Risk Management
Winter | 2025
Below 100
Natalie Sellers
Winter | 2025
Events across the country and in the Georgia law enforcement community remind us it might be a good time to revisit the Below 100 Tenets and learn how to get the most value from this program. Let us explore ways to institute culture change within your organization using the Five Tenets.
The idea of Below 100 began at a dinner table in 2010 and transformed into an initiative to reduce the number of line-of-duty deaths each year to below 100, a number not seen since 1943. Although not originally designed that way, this program is one of the most extraordinary risk management plans ever designed for law enforcement. The program’s originators:
- Identified the top five reasons officers were dying in the line of duty.
- Designed training to mitigate or reduce the type of line of duty death.
It is an excellent officer safety program to enable your officers to go home every night the same way they arrived.
Law enforcement officers must face death when called to protect the innocent, which makes the goal of reducing line-of-duty deaths in law enforcement an arduous task. When there is a lack of personal engrossment in officer safety, leadership necessitates creating a departmental safety culture.
The five tenets within the Below 100 program can be used to apply gentle, but relentless, pressure to do things safely so it becomes ingrained and the norm, rather than the exception. Holding those accountable who stray outside common sense by firmly integrating the Below 100 Tenets into day-to-day operations can and will begin to change your agency’s safety culture.
Hundreds of law enforcement officers attend training annually, but how many bring the knowledge they attain and incorporate it into daily operations?
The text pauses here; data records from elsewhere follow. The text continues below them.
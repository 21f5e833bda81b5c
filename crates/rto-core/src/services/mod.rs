//! Domain services

pub mod activity_stream_service;
pub mod booking_service;
pub mod pra_service;

pub use activity_stream_service::{ActivityPage, ActivityStreamService};
pub use booking_service::{BookingRequest, BookingService};
pub use pra_service::{PraPolicy, PraService, PraSubmission, PraView};

use tracing::{error, info};

use crate::notifications::{Notification, Notifier};

/// Sends a notification after the write it reports on has been committed.
/// Failures are logged; the write stands.
async fn dispatch(notifier: &dyn Notifier, notification: Notification) {
    match notifier.send(&notification).await {
        Ok(()) => info!(
            "Notification {} sent to {}",
            notification.template.as_str(),
            rto_shared::utils::mask_email(&notification.email_address)
        ),
        Err(e) => error!(
            "Failed to send notification {}: {}",
            notification.template.as_str(),
            e
        ),
    }
}
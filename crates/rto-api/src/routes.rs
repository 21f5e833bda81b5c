//! Router assembly

use axum::{
    middleware::from_fn_with_state,
    routing::{get, post},
    Router,
};
use tower_http::{
    request_id::{MakeRequestUuid, PropagateRequestIdLayer, SetRequestIdLayer},
    trace::TraceLayer,
};

use crate::handlers::{activity_stream, booking_wizard, bookings, health, pra, pra_wizard};
use crate::middleware::{require_user, session_layer};
use crate::state::AppState;

pub fn build_router(state: AppState) -> Router {
    let public = Router::new()
        .route("/health", get(health::health_check))
        .route("/health/ready", get(health::readiness_check))
        .route("/pingdom/ping.xml", get(health::pingdom))
        .route("/activity-stream/bookings", get(activity_stream::bookings_feed))
        .route("/activity-stream/pras", get(activity_stream::pras_feed));

    let booking = Router::new()
        .route("/", get(bookings::my_bookings))
        .route("/bookings", get(bookings::my_bookings))
        .route("/buildings", get(bookings::list_buildings))
        .route("/dit-groups", get(bookings::list_dit_groups))
        .route(
            "/booking/create/who-for",
            get(booking_wizard::who_for_page).post(booking_wizard::who_for_submit),
        )
        .route(
            "/booking/create/details",
            get(booking_wizard::details_page).post(booking_wizard::details_submit),
        )
        .route(
            "/booking/create/business-unit",
            get(booking_wizard::business_unit_page).post(booking_wizard::business_unit_submit),
        )
        .route(
            "/booking/create/finalize",
            get(booking_wizard::finalize_page).post(booking_wizard::finalize_submit),
        )
        .route("/booking/{id}/cancel", post(bookings::cancel_booking));

    let pra = Router::new()
        .route(
            "/pra/create/initial",
            get(pra_wizard::initial_page).post(pra_wizard::initial_submit),
        )
        .route(
            "/pra/create/business-unit",
            get(pra_wizard::business_unit_page).post(pra_wizard::business_unit_submit),
        )
        .route(
            "/pra/create/reason",
            get(pra_wizard::reason_page).post(pra_wizard::reason_submit),
        )
        .route(
            "/pra/create/risk-category",
            get(pra_wizard::risk_category_page).post(pra_wizard::risk_category_submit),
        )
        .route(
            "/pra/create/prefer-not-to-say",
            get(pra_wizard::prefer_not_to_say_page).post(pra_wizard::prefer_not_to_say_submit),
        )
        .route(
            "/pra/create/mitigation",
            get(pra_wizard::mitigation_page).post(pra_wizard::mitigation_submit),
        )
        .route(
            "/pra/create/mitigation-approve",
            get(pra_wizard::mitigation_approve_page).post(pra_wizard::mitigation_approve_submit),
        )
        .route(
            "/pra/create/mitigation-do-not-approve",
            get(pra_wizard::mitigation_do_not_approve_page)
                .post(pra_wizard::mitigation_do_not_approve_submit),
        )
        .route("/pra/thanks", get(pra_wizard::thanks))
        .route("/pra/{id}", get(pra::show_pra))
        .route("/pra/{id}/staff-member/{decision}", post(pra::staff_member_decision))
        .route("/pra/{id}/scs/{decision}", post(pra::scs_decision));

    // layers run bottom-up: the user is authenticated before the session loads
    let protected = booking
        .merge(pra)
        .layer(from_fn_with_state(state.clone(), session_layer))
        .layer(from_fn_with_state(state.clone(), require_user));

    public
        .merge(protected)
        .with_state(state)
        .layer(PropagateRequestIdLayer::x_request_id())
        .layer(TraceLayer::new_for_http())
        .layer(SetRequestIdLayer::x_request_id(MakeRequestUuid))
}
Some departments teach Below 100 every year, but at this level of engagement, it is only a reminder and not necessarily effective in reducing incidents. Risk management is about prevention! It may be time to look at how much more Below 100 can be used to prevent incidents and create a better safety culture.
20,000 Foot Level
Leaders dictate policy, and policy should dictate the behavior of officers. The five tenets can be built into departmental policy to promote proper execution of duties while in the field.
- Wear your Seatbelt – Have a mandatory seatbelt policy with corrective action for non-compliance.
- Wear your Vest – Have a mandatory ballistic vest policy for frontline officers and immediately available for those in support positions.
- Watch your Speed—Set expectations for emergency response speeds and what constitutes the need for more incredible speeds and pursuits.
- What’s Important Now – Require supervisors to have discussions with officers when safety violations become apparent.
- Complacency Kills – Gently apply to the use of force, pursuits, emergency response, and search warrant policies. Build it into a mission statement and have the supervisor repeat it at roll call, operations planning, search warrant operations, and any other operations until it is instilled at the forefront. What gets repeated gets remembered.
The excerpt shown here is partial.